Copy out each line of the data that holds the word "impl".

*** Input data Section Begins ***

//! The order book for a single instrument.
//!
//! Storage is split three ways:
//! - **Arena** (`Slab<OrderNode>`): sole owner of every resting order
//! - **Bids** (`BTreeMap<Reverse<Price>, PriceLevel>`): highest price first
//! - **Asks** (`BTreeMap<Price, PriceLevel>`): lowest price first
//!
//! An identity index `HashMap<OrderId, OrderLocation>` holds each live
//! order's slab key, so cancellation unlinks in O(1) once the level is found.

use std::cmp::Reverse;
use std::collections::{BTreeMap, HashMap};

use tickbook_types::{
    BookConfig, LevelInfo, ModifyOrder, Order, OrderCommand, OrderId, OrderType, OrderbookLevels,
    Price, Result, Side, TickbookError, Trades,
};

use crate::price_level::{OrderArena, OrderNode, PriceLevel};

/// Where a live order sits: its arena key plus the level that queues it.
#[derive(Debug, Clone, Copy, PartialEq, Eq)]
pub struct OrderLocation {
    pub key: usize,
    pub side: Side,
    pub price: Price,
}

/// The order book for a single instrument.
#[derive(Debug)]
pub struct OrderBook {
    config: BookConfig,
    orders: OrderArena,
    /// Buy side: highest price first (`Reverse` key).
    bids: BTreeMap<Reverse<Price>, PriceLevel>,
    /// Sell side: lowest price first.
    asks: BTreeMap<Price, PriceLevel>,
    /// Identity index: `OrderId -> OrderLocation`.
    index: HashMap<OrderId, OrderLocation>,
}

impl Default for OrderBook {
    fn default() -> Self {
        Self::new()
    }
}

impl OrderBook {
    /// Create an empty book with the default configuration.
    #[must_use]
    pub fn new() -> Self {
        Self::build(BookConfig::default())
    }

    /// Create an empty book after validating `config`.
    pub fn with_config(config: BookConfig) -> Result<Self> {
        config.validate()?;
        Ok(Self::build(config))
    }

    fn build(config: BookConfig) -> Self {
        Self {
            orders: OrderArena::with_capacity(config.order_capacity),
            bids: BTreeMap::new(),
            asks: BTreeMap::new(),
            index: HashMap::with_capacity(config.order_capacity),
            config,
        }
    }

    #[must_use]
    pub fn config(&self) -> &BookConfig {
        &self.config
    }

    // =================================================================
    // Lifecycle
    // =================================================================

    /// Admit an order and run the matching pass.
    ///
    /// Rejected orders (duplicate live id, zero quantity under the rejecting
    /// policy, fill-and-kill with nothing to cross) yield no trades and leave
    /// the book untouched.
    pub fn add_order(&mut self, order: Order) -> Result<Trades> {
        if self.index.contains_key(&order.id()) {
            tracing::debug!(order = %order.id(), "Order rejected: duplicate id");
            return Ok(Vec::new());
        }

        if order.remaining_quantity() == 0
            && (self.config.reject_zero_quantity || order.order_type() == OrderType::FillAndKill)
        {
            tracing::debug!(order = %order.id(), "Order rejected: zero quantity");
            return Ok(Vec::new());
        }

        if order.order_type() == OrderType::FillAndKill
            && !self.can_match(order.side(), order.price())
        {
            tracing::debug!(
                order = %order.id(),
                side = %order.side(),
                price = order.price(),
                "Order rejected: fill-and-kill cannot match"
            );
            return Ok(Vec::new());
        }

        self.insert(order);
        self.match_orders()
    }

    /// Cancel a live order and hand it back. Unknown ids are a no-op.
    ///
    /// A corrupted book is logged and reported as `None`; use
    /// [`OrderBook::try_cancel_order`] to tell the two apart.
    pub fn cancel_order(&mut self, order_id: OrderId) -> Option<Order> {
        match self.try_cancel_order(order_id) {
            Ok(order) => order,
            Err(err) => {
                tracing::error!(order = %order_id, error = %err, "Cancel failed");
                None
            }
        }
    }

    /// Cancel a live order. `Ok(None)` if the id is not live.
    pub fn try_cancel_order(&mut self, order_id: OrderId) -> Result<Option<Order>> {
        self.detach(order_id)
    }

    /// Replace a live order, keeping its id and lifetime policy.
    ///
    /// The replacement re-enters at the back of its new level, so the order
    /// loses its time priority even if the price is unchanged. Unknown ids,
    /// and zero quantities under the rejecting policy, are a no-op.
    pub fn modify_order(&mut self, modify: ModifyOrder) -> Result<Trades> {
        let Some(order_type) = self.order(modify.order_id).map(Order::order_type) else {
            tracing::debug!(order = %modify.order_id, "Modify ignored: unknown id");
            return Ok(Vec::new());
        };
        if modify.quantity == 0 && self.config.reject_zero_quantity {
            tracing::debug!(order = %modify.order_id, "Modify rejected: zero quantity");
            return Ok(Vec::new());
        }

        self.detach(modify.order_id)?;
        self.add_order(modify.to_order(order_type))
    }

    /// Apply one command, returning whatever trades it produced.
    pub fn apply(&mut self, command: OrderCommand) -> Result<Trades> {
        match command {
            OrderCommand::Add(order) => self.add_order(order),
            OrderCommand::Cancel { order_id } => {
                self.try_cancel_order(order_id)?;
                Ok(Vec::new())
            }
            OrderCommand::Modify(modify) => self.modify_order(modify),
        }
    }

    // =================================================================
    // Queries
    // =================================================================

    /// Aggregated quantity per price, bids highest first, asks lowest first.
    #[must_use]
    pub fn levels(&self) -> OrderbookLevels {
        let info = |level: &PriceLevel| LevelInfo {
            price: level.price(),
            quantity: level.total_quantity(&self.orders),
        };
        OrderbookLevels::new(
            self.bids.values().map(info).collect(),
            self.asks.values().map(info).collect(),
        )
    }

    /// Number of live orders.
    #[must_use]
    pub fn size(&self) -> usize {
        self.index.len()
    }

    /// Returns `true` if the book has no orders on either side.
    #[must_use]
    pub fn is_empty(&self) -> bool {
        self.index.is_empty()
    }

    /// Best (highest) bid price, or `None` if no bids.
    #[must_use]
    pub fn best_bid(&self) -> Option<Price> {
        self.bids.keys().next().map(|r| r.0)
    }

    /// Best (lowest) ask price, or `None` if no asks.
    #[must_use]
    pub fn best_ask(&self) -> Option<Price> {
        self.asks.keys().next().copied()
    }

    /// Spread = `best_ask - best_bid`. `None` if either side is empty.
    #[must_use]
    pub fn spread(&self) -> Option<Price> {
        match (self.best_bid(), self.best_ask()) {
            (Some(bid), Some(ask)) => ask.checked_sub(bid),
            _ => None,
        }
    }

    /// Check if an order is live in the book.
    #[must_use]
    pub fn contains_order(&self, order_id: OrderId) -> bool {
        self.index.contains_key(&order_id)
    }

    /// Look up a live order.
    #[must_use]
    pub fn order(&self, order_id: OrderId) -> Option<&Order> {
        let location = self.index.get(&order_id)?;
        self.orders.get(location.key).map(|node| &node.order)
    }

    /// Every live order, in no particular order.
    pub fn orders(&self) -> impl Iterator<Item = &Order> {
        self.orders.iter().map(|(_, node)| &node.order)
    }

    /// Live orders on one side in priority order (best price, then oldest).
    #[must_use]
    pub fn side_orders(&self, side: Side) -> Vec<&Order> {
        match side {
            Side::Buy => self
                .bids
                .values()
                .flat_map(|level| level.iter(&self.orders))
                .collect(),
            Side::Sell => self
                .asks
                .values()
                .flat_map(|level| level.iter(&self.orders))
                .collect(),
        }
    }

    /// Number of distinct bid price levels.
    #[must_use]
    pub fn bid_depth(&self) -> usize {
        self.bids.len()
    }

    /// Number of distinct ask price levels.
    #[must_use]
    pub fn ask_depth(&self) -> usize {
        self.asks.len()
    }

    // =================================================================
    // Index maintenance (shared with the matcher)
    // =================================================================

    /// Append an order to the tail of its level and register it.
    fn insert(&mut self, order: Order) {
        let order_id = order.id();
        let location = OrderLocation {
            side: order.side(),
            price: order.price(),
            key: self.orders.insert(OrderNode::new(order)),
        };

        let level = match location.side {
            Side::Buy => self
                .bids
                .entry(Reverse(location.price))
                .or_insert_with(|| PriceLevel::new(location.price)),
            Side::Sell => self
                .asks
                .entry(location.price)
                .or_insert_with(|| PriceLevel::new(location.price)),
        };
        level.push_back(&mut self.orders, location.key);
        self.index.insert(order_id, location);
    }

    /// Remove a live order from every structure. `Ok(None)` if it isn't live.
    fn detach(&mut self, order_id: OrderId) -> Result<Option<Order>> {
        match self.index.get(&order_id).copied() {
            Some(location) => self.remove_at(order_id, location).map(Some),
            None => Ok(None),
        }
    }

    /// Unlink the order at `location`, prune its level if emptied, and drop
    /// it from the index and the arena.
    ///
    /// Nothing is mutated unless both the level and the slot exist.
    pub(crate) fn remove_at(&mut self, order_id: OrderId, location: OrderLocation) -> Result<Order> {
        if !self.orders.contains(location.key) {
            return Err(corrupted(order_id, "arena slot missing"));
        }
        let level = match location.side {
            Side::Buy => self.bids.get_mut(&Reverse(location.price)),
            Side::Sell => self.asks.get_mut(&location.price),
        }
        .ok_or_else(|| corrupted(order_id, "price level missing"))?;

        level.unlink(&mut self.orders, location.key);
        if level.is_empty() {
            match location.side {
                Side::Buy => self.bids.remove(&Reverse(location.price)),
                Side::Sell => self.asks.remove(&location.price),
            };
        }

        self.index.remove(&order_id);
        Ok(self.orders.remove(location.key).order)
    }

    /// Arena key of the oldest order at the best level of `side`.
    pub(crate) fn best_head(&self, side: Side) -> Option<usize> {
        match side {
            Side::Buy => self.bids.values().next()?.front(),
            Side::Sell => self.asks.values().next()?.front(),
        }
    }

    pub(crate) fn node(&self, key: usize) -> Result<&OrderNode> {
        self.orders.get(key).ok_or_else(|| TickbookError::BookCorrupted {
            reason: format!("level head points at empty slot {key}"),
        })
    }

    pub(crate) fn node_mut(&mut self, key: usize) -> Result<&mut OrderNode> {
        self.orders.get_mut(key).ok_or_else(|| TickbookError::BookCorrupted {
            reason: format!("level head points at empty slot {key}"),
        })
    }
}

*** Input data Section Ends ***

▶ **Answer section**:
impl Default for OrderBook {
impl OrderBook {
    pub fn orders(&self) -> impl Iterator<Item = &Order> {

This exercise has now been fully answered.